*** DATA EXTRACTS Section Begins ***
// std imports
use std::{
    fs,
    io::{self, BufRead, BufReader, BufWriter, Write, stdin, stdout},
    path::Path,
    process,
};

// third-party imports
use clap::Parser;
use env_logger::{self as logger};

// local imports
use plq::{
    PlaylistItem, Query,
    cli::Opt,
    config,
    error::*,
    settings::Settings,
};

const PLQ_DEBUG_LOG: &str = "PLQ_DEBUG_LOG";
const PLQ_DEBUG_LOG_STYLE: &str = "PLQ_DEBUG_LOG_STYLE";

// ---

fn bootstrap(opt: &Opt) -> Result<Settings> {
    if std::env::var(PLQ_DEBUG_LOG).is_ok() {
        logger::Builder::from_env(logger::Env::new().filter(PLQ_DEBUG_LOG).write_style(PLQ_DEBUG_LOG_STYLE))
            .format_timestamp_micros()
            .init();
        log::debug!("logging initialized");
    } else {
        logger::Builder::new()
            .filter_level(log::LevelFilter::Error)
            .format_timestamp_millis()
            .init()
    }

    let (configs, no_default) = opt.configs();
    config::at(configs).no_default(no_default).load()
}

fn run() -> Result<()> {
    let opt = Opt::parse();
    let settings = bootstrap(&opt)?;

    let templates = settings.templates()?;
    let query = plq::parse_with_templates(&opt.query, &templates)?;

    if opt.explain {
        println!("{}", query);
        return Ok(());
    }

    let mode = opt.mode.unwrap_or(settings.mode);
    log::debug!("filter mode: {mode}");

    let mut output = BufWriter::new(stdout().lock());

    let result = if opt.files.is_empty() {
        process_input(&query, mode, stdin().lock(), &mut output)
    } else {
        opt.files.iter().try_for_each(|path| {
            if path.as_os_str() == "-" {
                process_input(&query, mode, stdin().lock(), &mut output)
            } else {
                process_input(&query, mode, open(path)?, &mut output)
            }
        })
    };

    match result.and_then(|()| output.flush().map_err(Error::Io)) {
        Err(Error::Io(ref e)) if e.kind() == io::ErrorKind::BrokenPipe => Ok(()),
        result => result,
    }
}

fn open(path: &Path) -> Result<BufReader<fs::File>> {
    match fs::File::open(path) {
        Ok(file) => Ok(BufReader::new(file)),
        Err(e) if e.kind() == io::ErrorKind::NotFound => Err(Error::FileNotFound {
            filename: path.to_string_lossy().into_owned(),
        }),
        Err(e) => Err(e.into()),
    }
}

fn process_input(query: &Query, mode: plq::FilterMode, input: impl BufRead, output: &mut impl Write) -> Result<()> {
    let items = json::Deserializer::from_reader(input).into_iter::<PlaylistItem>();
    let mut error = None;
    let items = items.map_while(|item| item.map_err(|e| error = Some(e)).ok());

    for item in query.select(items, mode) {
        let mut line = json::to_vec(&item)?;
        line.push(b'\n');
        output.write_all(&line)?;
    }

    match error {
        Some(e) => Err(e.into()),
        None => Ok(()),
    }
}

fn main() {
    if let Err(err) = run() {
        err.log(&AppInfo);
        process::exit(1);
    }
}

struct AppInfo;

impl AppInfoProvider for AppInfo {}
*** DATA EXTRACTS Section Ends ***
EXERCISE AIM.
Find and copy every line in the entries above where the string "const" occurs.

RESPONSE TO THE EXERCISE.
const PLQ_DEBUG_LOG: &str = "PLQ_DEBUG_LOG";
const PLQ_DEBUG_LOG_STYLE: &str = "PLQ_DEBUG_LOG_STYLE";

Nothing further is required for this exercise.